## THE PROBLEM:
Return every record in full. Match each one exactly.

Start of THE INPUT

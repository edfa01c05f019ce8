#![allow(clippy::module_inception)]

use std::fmt::Display;

use crate::{ast::ast::Program, errors::errors::Error, parser::parser::parse};

pub mod ast;
pub mod errors;
pub mod lexer;
pub mod macros;
pub mod parser;

extern crate regex;

/// A 1-based line/column location in the source text.
#[derive(Debug, Clone, Copy, PartialEq, Eq)]
pub struct Position {
    pub line: u32,
    pub column: u32,
}

impl Position {
    pub fn new(line: u32, column: u32) -> Self {
        Position { line, column }
    }
}

impl Display for Position {
    fn fmt(&self, f: &mut std::fmt::Formatter<'_>) -> std::fmt::Result {
        write!(f, "line {} column {}", self.line, self.column)
    }
}

/// Runs a fresh lexer and parser over `source`.
///
/// Returns the (possibly partial) program together with every diagnostic
/// recorded along the way, in detection order.
pub fn parse_source(source: &str) -> (Program, Vec<Error>) {
    let (parser, program) = parse(source);

    (program, parser.into_diagnostics())
}

/// Returns the text of the 1-based `line` of `source`, without its line terminator.
pub fn get_line_at_position(source: &str, line: u32) -> Option<&str> {
    if line == 0 {
        return None;
    }

    source
        .split('\n')
        .nth((line - 1) as usize)
        .map(|text| text.strip_suffix('\r').unwrap_or(text))
}

#[cfg(test)]
mod tests {
    #[test]
    fn test_get_line_at_position() {
        let source = "x := 1;\r\ny := 2;\n\nz := 3;";

        assert_eq!(super::get_line_at_position(source, 1), Some("x := 1;"));
        assert_eq!(super::get_line_at_position(source, 2), Some("y := 2;"));
        assert_eq!(super::get_line_at_position(source, 3), Some(""));
        assert_eq!(super::get_line_at_position(source, 4), Some("z := 3;"));
        assert_eq!(super::get_line_at_position(source, 5), None);
        assert_eq!(super::get_line_at_position(source, 0), None);
    }

    #[test]
    fn test_parse_source_is_repeatable() {
        let source = "x := 1 + ;\nwhile (x < 3) do x := x + 1; end";

        let (first_program, first_errors) = super::parse_source(source);
        let (second_program, second_errors) = super::parse_source(source);

        assert_eq!(first_program.to_string(), second_program.to_string());
        assert_eq!(
            first_errors.iter().map(|e| e.to_string()).collect::<Vec<_>>(),
            second_errors.iter().map(|e| e.to_string()).collect::<Vec<_>>()
        );
    }
}
use crate::{
    ast::{
        ast::Expression,
        expressions::{BooleanLiteral, Identifier, InfixExpression, IntegerLiteral, PrefixExpression},
    },
    errors::errors::ErrorImpl,
    lexer::tokens::TokenKind,
};

use super::{
    lookups::{binding_power, led_handler, nud_handler, BindingPower},
    parser::Parser,
};

/// Pratt loop. Starts on the first token of the expression and leaves the
/// parser on its last token.
pub fn parse_expr(parser: &mut Parser, bp: BindingPower) -> Option<Expression> {
    if !parser.enter_nested() {
        return None;
    }

    let expr = parse_expr_at(parser, bp);
    parser.leave_nested();

    expr
}

fn parse_expr_at(parser: &mut Parser, bp: BindingPower) -> Option<Expression> {
    // First parse NUD
    let Some(nud) = nud_handler(parser.current_token_kind()) else {
        let token = parser.current_token();
        let token = if token.literal.is_empty() {
            token.kind.to_string()
        } else {
            token.literal.clone()
        };
        parser.report(ErrorImpl::NoPrefixRule { token });
        return None;
    };

    let mut left = nud(parser)?;

    // Each extension deepens the tree by one level on the left
    let mut extensions = 0;

    // While the lookahead binds tighter than bp, extend lhs with its LED
    let expr = loop {
        if parser.peek_token_kind() == TokenKind::Semicolon
            || binding_power(parser.peek_token_kind()) <= bp
        {
            break Some(left);
        }
        let Some(led) = led_handler(parser.peek_token_kind()) else {
            break Some(left);
        };

        parser.advance();
        if !parser.enter_nested() {
            break None;
        }
        extensions += 1;

        let operator_bp = binding_power(parser.current_token_kind());
        match led(parser, left, operator_bp) {
            Some(extended) => left = extended,
            None => break None,
        }
    };

    for _ in 0..extensions {
        parser.leave_nested();
    }

    expr
}

pub fn parse_primary_expr(parser: &mut Parser) -> Option<Expression> {
    let token = parser.current_token().clone();

    match token.kind {
        TokenKind::Number => match parse_integer(&token.literal) {
            Some(value) => Some(Expression::Integer(IntegerLiteral { token, value })),
            None => {
                parser.report(ErrorImpl::IntegerParseError {
                    token: token.literal,
                });
                None
            }
        },
        TokenKind::Identifier => Some(Expression::Identifier(Identifier {
            value: token.literal.clone(),
            token,
        })),
        TokenKind::True | TokenKind::False => Some(Expression::Boolean(BooleanLiteral {
            value: token.kind == TokenKind::True,
            token,
        })),
        _ => {
            parser.report(ErrorImpl::NoPrefixRule {
                token: token.literal,
            });
            None
        }
    }
}

/// Parses an integer literal, inferring the base from its prefix: `0x`, `0o`
/// and `0b` select hex, octal and binary, and a bare leading `0` selects octal.
pub fn parse_integer(literal: &str) -> Option<i64> {
    let (digits, radix) = match literal.get(..2) {
        Some("0x" | "0X") => (&literal[2..], 16),
        Some("0o" | "0O") => (&literal[2..], 8),
        Some("0b" | "0B") => (&literal[2..], 2),
        _ if literal.len() > 1 && literal.starts_with('0') => (&literal[1..], 8),
        _ => (literal, 10),
    };

    // from_str_radix tolerates a leading sign, the literal syntax does not
    if digits.is_empty() || digits.starts_with(['+', '-']) {
        return None;
    }

    i64::from_str_radix(digits, radix).ok()
}

pub fn parse_binary_expr(
    parser: &mut Parser,
    left: Expression,
    bp: BindingPower,
) -> Option<Expression> {
    let operator_token = parser.current_token().clone();
    parser.advance();

    // Same power on the right keeps equal operators left-associative
    let right = parse_expr(parser, bp)?;

    Some(Expression::Infix(InfixExpression {
        operator: operator_token.literal.clone(),
        token: operator_token,
        left: Box::new(left),
        right: Box::new(right),
    }))
}

pub fn parse_prefix_expr(parser: &mut Parser) -> Option<Expression> {
    let operator_token = parser.current_token().clone();
    parser.advance();

    let rhs = parse_expr(parser, BindingPower::Prefix)?;

    Some(Expression::Prefix(PrefixExpression {
        operator: operator_token.literal.clone(),
        token: operator_token,
        right: Box::new(rhs),
    }))
}

pub fn parse_grouping_expr(parser: &mut Parser) -> Option<Expression> {
    parser.advance();
    let expr = parse_expr(parser, BindingPower::Lowest)?;

    if !parser.expect_peek(TokenKind::CloseParen) {
        return None;
    }

    Some(expr)
}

End of THE INPUT

## TASK OUTPUT:
repository edfa01c05f019ce8
#![allow(clippy::module_inception)]

use std::fmt::Display;

use crate::{ast::ast::Program, errors::errors::Error, parser::parser::parse};

pub mod ast;
pub mod errors;
pub mod lexer;
pub mod macros;
pub mod parser;

extern crate regex;

/// A 1-based line/column location in the source text.
#[derive(Debug, Clone, Copy, PartialEq, Eq)]
pub struct Position {
    pub line: u32,
    pub column: u32,
}

impl Position {
    pub fn new(line: u32, column: u32) -> Self {
        Position { line, column }
    }
}

impl Display for Position {
    fn fmt(&self, f: &mut std::fmt::Formatter<'_>) -> std::fmt::Result {
        write!(f, "line {} column {}", self.line, self.column)
    }
}

/// Runs a fresh lexer and parser over `source`.
///
/// Returns the (possibly partial) program together with every diagnostic
/// recorded along the way, in detection order.
pub fn parse_source(source: &str) -> (Program, Vec<Error>) {
    let (parser, program) = parse(source);

    (program, parser.into_diagnostics())
}

/// Returns the text of the 1-based `line` of `source`, without its line terminator.
pub fn get_line_at_position(source: &str, line: u32) -> Option<&str> {
    if line == 0 {
        return None;
    }

    source
        .split('\n')
        .nth((line - 1) as usize)
        .map(|text| text.strip_suffix('\r').unwrap_or(text))
}

#[cfg(test)]
mod tests {
    #[test]
    fn test_get_line_at_position() {
        let source = "x := 1;\r\ny := 2;\n\nz := 3;";

        assert_eq!(super::get_line_at_position(source, 1), Some("x := 1;"));
        assert_eq!(super::get_line_at_position(source, 2), Some("y := 2;"));
        assert_eq!(super::get_line_at_position(source, 3), Some(""));
        assert_eq!(super::get_line_at_position(source, 4), Some("z := 3;"));
        assert_eq!(super::get_line_at_position(source, 5), None);
        assert_eq!(super::get_line_at_position(source, 0), None);
    }

    #[test]
    fn test_parse_source_is_repeatable() {
        let source = "x := 1 + ;\nwhile (x < 3) do x := x + 1; end";

        let (first_program, first_errors) = super::parse_source(source);
        let (second_program, second_errors) = super::parse_source(source);

        assert_eq!(first_program.to_string(), second_program.to_string());
        assert_eq!(
            first_errors.iter().map(|e| e.to_string()).collect::<Vec<_>>(),
            second_errors.iter().map(|e| e.to_string()).collect::<Vec<_>>()
        );
    }
}
use crate::{
    ast::{
        ast::Expression,
        expressions::{BooleanLiteral, Identifier, InfixExpression, IntegerLiteral, PrefixExpression},
    },
    errors::errors::ErrorImpl,
    lexer::tokens::TokenKind,
};

use super::{
    lookups::{binding_power, led_handler, nud_handler, BindingPower},
    parser::Parser,
};

/// Pratt loop. Starts on the first token of the expression and leaves the
/// parser on its last token.
pub fn parse_expr(parser: &mut Parser, bp: BindingPower) -> Option<Expression> {
    if !parser.enter_nested() {
        return None;
    }

    let expr = parse_expr_at(parser, bp);
    parser.leave_nested();

    expr
}

fn parse_expr_at(parser: &mut Parser, bp: BindingPower) -> Option<Expression> {
    // First parse NUD
    let Some(nud) = nud_handler(parser.current_token_kind()) else {
        let token = parser.current_token();
        let token = if token.literal.is_empty() {
            token.kind.to_string()
        } else {
            token.literal.clone()
        };
        parser.report(ErrorImpl::NoPrefixRule { token });
        return None;
    };

    let mut left = nud(parser)?;

    // Each extension deepens the tree by one level on the left
    let mut extensions = 0;

    // While the lookahead binds tighter than bp, extend lhs with its LED
    let expr = loop {
        if parser.peek_token_kind() == TokenKind::Semicolon
            || binding_power(parser.peek_token_kind()) <= bp
        {
            break Some(left);
        }
        let Some(led) = led_handler(parser.peek_token_kind()) else {
            break Some(left);
        };

        parser.advance();
        if !parser.enter_nested() {
            break None;
        }
        extensions += 1;

        let operator_bp = binding_power(parser.current_token_kind());
        match led(parser, left, operator_bp) {
            Some(extended) => left = extended,
            None => break None,
        }
    };

    for _ in 0..extensions {
        parser.leave_nested();
    }

    expr
}

pub fn parse_primary_expr(parser: &mut Parser) -> Option<Expression> {
    let token = parser.current_token().clone();

    match token.kind {
        TokenKind::Number => match parse_integer(&token.literal) {
            Some(value) => Some(Expression::Integer(IntegerLiteral { token, value })),
            None => {
                parser.report(ErrorImpl::IntegerParseError {
                    token: token.literal,
                });
                None
            }
        },
        TokenKind::Identifier => Some(Expression::Identifier(Identifier {
            value: token.literal.clone(),
            token,
        })),
        TokenKind::True | TokenKind::False => Some(Expression::Boolean(BooleanLiteral {
            value: token.kind == TokenKind::True,
            token,
        })),
        _ => {
            parser.report(ErrorImpl::NoPrefixRule {
                token: token.literal,
            });
            None
        }
    }
}

/// Parses an integer literal, inferring the base from its prefix: `0x`, `0o`
/// and `0b` select hex, octal and binary, and a bare leading `0` selects octal.
pub fn parse_integer(literal: &str) -> Option<i64> {
    let (digits, radix) = match literal.get(..2) {
        Some("0x" | "0X") => (&literal[2..], 16),
        Some("0o" | "0O") => (&literal[2..], 8),
        Some("0b" | "0B") => (&literal[2..], 2),
        _ if literal.len() > 1 && literal.starts_with('0') => (&literal[1..], 8),
        _ => (literal, 10),
    };

    // from_str_radix tolerates a leading sign, the literal syntax does not
    if digits.is_empty() || digits.starts_with(['+', '-']) {
        return None;
    }

    i64::from_str_radix(digits, radix).ok()
}

pub fn parse_binary_expr(
    parser: &mut Parser,
    left: Expression,
    bp: BindingPower,
) -> Option<Expression> {
    let operator_token = parser.current_token().clone();
    parser.advance();

    // Same power on the right keeps equal operators left-associative
    let right = parse_expr(parser, bp)?;

    Some(Expression::Infix(InfixExpression {
        operator: operator_token.literal.clone(),
        token: operator_token,
        left: Box::new(left),
        right: Box::new(right),
    }))
}

pub fn parse_prefix_expr(parser: &mut Parser) -> Option<Expression> {
    let operator_token = parser.current_token().clone();
    parser.advance();

    let rhs = parse_expr(parser, BindingPower::Prefix)?;

    Some(Expression::Prefix(PrefixExpression {
        operator: operator_token.literal.clone(),
        token: operator_token,
        right: Box::new(rhs),
    }))
}

pub fn parse_grouping_expr(parser: &mut Parser) -> Option<Expression> {
    parser.advance();
    let expr = parse_expr(parser, BindingPower::Lowest)?;

    if !parser.expect_peek(TokenKind::CloseParen) {
        return None;
    }

    Some(expr)
}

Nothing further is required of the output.